→ What you will do: One part of the entries below is wanted: the lines from the one containing "repository 7f6c027594f65e32" through the one containing "GraphKind::Citation => Self". Write those out exactly and nothing else.

→ Data shown:
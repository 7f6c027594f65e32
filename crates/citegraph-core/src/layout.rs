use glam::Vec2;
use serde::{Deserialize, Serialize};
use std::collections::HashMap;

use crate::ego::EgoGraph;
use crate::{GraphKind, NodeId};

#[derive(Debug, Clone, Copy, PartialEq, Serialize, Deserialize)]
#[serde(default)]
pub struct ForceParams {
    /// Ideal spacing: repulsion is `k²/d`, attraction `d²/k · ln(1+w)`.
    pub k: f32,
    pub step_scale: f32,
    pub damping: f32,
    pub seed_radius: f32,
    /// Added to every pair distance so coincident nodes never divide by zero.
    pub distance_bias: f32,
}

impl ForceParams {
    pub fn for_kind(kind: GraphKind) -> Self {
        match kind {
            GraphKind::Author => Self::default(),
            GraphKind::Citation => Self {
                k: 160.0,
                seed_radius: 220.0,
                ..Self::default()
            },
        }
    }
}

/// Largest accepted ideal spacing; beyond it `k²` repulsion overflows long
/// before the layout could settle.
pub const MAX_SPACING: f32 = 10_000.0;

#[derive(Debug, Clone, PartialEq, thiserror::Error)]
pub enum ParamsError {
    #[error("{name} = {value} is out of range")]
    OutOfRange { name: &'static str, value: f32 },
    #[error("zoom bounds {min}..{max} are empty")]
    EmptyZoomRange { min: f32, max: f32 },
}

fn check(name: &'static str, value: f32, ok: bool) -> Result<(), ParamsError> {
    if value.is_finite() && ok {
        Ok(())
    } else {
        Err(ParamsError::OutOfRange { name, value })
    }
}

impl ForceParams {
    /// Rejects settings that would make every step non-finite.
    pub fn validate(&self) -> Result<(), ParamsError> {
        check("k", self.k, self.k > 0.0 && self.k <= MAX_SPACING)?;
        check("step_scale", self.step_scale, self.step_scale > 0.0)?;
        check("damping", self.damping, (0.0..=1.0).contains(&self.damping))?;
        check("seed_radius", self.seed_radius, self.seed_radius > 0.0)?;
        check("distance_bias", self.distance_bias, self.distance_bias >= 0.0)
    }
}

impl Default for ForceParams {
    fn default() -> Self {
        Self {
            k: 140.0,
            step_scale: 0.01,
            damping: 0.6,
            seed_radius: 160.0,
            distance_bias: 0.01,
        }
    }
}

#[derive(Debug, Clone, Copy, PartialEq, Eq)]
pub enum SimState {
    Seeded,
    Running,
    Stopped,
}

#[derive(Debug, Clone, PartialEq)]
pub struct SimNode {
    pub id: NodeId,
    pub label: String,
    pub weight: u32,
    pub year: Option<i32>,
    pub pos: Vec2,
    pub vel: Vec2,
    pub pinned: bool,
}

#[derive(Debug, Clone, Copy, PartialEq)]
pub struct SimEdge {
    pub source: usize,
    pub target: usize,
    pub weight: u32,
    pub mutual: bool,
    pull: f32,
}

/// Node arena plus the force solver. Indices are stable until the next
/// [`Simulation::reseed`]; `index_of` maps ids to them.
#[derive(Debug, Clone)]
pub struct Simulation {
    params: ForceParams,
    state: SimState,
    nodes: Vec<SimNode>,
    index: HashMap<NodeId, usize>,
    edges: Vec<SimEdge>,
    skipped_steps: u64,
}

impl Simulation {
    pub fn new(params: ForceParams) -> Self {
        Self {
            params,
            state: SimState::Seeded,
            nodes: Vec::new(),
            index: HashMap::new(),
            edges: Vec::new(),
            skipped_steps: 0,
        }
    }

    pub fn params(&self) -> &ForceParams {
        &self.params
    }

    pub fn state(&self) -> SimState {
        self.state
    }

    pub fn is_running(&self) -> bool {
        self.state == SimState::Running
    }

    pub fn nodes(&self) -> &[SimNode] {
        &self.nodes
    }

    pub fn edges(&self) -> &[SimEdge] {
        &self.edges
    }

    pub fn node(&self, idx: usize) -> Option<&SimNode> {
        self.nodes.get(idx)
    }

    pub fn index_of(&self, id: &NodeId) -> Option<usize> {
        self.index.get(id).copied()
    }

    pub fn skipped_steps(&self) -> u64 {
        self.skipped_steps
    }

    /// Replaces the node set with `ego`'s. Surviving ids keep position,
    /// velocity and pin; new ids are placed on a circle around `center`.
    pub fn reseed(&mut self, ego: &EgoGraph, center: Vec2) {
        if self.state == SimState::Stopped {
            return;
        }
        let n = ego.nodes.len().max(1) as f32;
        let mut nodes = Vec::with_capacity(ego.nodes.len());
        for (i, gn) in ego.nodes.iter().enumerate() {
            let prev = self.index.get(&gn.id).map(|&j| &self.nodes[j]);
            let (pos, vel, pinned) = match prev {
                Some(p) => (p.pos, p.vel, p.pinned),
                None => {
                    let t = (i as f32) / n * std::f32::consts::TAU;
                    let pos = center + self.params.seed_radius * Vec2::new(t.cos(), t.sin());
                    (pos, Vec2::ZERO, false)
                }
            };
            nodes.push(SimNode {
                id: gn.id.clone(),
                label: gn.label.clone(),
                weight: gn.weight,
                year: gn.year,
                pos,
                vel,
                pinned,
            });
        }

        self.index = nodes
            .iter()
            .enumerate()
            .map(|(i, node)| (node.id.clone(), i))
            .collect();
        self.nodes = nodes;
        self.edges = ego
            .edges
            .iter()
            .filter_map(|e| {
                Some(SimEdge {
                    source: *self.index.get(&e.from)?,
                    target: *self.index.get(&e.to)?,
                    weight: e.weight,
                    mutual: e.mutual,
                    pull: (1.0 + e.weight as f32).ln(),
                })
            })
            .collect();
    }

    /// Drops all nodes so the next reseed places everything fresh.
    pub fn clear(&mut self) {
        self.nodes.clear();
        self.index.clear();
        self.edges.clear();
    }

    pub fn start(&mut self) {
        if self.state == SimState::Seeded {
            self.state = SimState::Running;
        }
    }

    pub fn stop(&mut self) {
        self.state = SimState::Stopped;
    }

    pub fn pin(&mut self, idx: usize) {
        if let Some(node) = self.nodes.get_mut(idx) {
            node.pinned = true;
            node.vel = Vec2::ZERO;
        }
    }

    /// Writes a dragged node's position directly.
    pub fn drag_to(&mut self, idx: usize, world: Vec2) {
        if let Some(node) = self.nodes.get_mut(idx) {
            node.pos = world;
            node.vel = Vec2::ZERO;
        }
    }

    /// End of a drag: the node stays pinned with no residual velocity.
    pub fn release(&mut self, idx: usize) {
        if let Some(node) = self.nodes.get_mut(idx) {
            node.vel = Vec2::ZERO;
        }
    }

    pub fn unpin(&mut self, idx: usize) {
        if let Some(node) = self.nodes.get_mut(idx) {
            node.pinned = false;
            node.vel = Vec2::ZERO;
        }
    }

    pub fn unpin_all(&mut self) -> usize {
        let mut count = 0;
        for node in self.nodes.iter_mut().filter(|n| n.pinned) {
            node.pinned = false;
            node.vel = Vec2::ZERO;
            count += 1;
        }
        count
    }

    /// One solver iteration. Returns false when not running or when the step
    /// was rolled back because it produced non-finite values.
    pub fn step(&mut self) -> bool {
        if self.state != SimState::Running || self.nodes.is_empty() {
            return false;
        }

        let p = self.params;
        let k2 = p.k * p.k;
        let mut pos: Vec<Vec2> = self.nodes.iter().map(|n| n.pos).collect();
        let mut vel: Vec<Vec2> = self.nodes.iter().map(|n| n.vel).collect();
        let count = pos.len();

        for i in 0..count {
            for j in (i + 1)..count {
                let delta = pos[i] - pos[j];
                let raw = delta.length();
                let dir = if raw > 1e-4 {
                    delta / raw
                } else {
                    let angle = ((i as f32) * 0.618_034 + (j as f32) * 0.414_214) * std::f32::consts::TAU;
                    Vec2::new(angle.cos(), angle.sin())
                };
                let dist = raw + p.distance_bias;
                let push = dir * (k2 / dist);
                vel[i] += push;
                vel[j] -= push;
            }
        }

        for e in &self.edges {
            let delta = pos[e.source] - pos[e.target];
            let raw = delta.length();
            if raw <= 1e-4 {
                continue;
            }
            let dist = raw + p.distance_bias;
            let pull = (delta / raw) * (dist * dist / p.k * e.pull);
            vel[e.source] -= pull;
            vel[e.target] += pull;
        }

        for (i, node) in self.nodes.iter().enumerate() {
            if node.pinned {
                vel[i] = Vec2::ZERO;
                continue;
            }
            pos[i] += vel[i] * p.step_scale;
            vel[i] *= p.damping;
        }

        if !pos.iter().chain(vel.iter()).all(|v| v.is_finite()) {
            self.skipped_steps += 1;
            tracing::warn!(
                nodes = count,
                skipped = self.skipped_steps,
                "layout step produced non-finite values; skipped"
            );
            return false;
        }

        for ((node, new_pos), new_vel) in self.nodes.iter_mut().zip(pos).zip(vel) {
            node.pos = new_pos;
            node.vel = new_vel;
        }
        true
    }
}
---
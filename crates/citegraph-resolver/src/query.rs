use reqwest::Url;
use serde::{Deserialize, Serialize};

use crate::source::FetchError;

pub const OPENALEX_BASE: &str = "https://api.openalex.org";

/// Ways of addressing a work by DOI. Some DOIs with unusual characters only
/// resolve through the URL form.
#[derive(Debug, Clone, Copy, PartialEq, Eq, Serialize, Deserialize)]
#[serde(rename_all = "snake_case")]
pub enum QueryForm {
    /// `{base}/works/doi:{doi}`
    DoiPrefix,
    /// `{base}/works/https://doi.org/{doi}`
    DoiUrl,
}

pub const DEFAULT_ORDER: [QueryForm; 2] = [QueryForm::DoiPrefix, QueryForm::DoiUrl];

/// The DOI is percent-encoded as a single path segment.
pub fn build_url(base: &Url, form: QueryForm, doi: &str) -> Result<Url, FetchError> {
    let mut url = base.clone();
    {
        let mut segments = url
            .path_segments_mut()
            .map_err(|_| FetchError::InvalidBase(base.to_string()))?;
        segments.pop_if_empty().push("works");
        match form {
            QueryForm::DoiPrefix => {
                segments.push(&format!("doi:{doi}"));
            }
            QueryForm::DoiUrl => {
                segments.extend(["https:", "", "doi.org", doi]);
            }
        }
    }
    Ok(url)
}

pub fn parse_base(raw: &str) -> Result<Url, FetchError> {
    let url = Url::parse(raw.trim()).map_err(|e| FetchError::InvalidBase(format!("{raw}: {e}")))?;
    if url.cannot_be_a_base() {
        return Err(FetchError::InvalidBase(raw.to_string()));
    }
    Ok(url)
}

→ Answer space:
repository 7f6c027594f65e32
filename crates/citegraph-core/src/layout.rs
use glam::Vec2;
use serde::{Deserialize, Serialize};
use std::collections::HashMap;

use crate::ego::EgoGraph;
use crate::{GraphKind, NodeId};

#[derive(Debug, Clone, Copy, PartialEq, Serialize, Deserialize)]
#[serde(default)]
pub struct ForceParams {
    /// Ideal spacing: repulsion is `k²/d`, attraction `d²/k · ln(1+w)`.
    pub k: f32,
    pub step_scale: f32,
    pub damping: f32,
    pub seed_radius: f32,
    /// Added to every pair distance so coincident nodes never divide by zero.
    pub distance_bias: f32,
}

impl ForceParams {
    pub fn for_kind(kind: GraphKind) -> Self {
        match kind {
            GraphKind::Author => Self::default(),
            GraphKind::Citation => Self {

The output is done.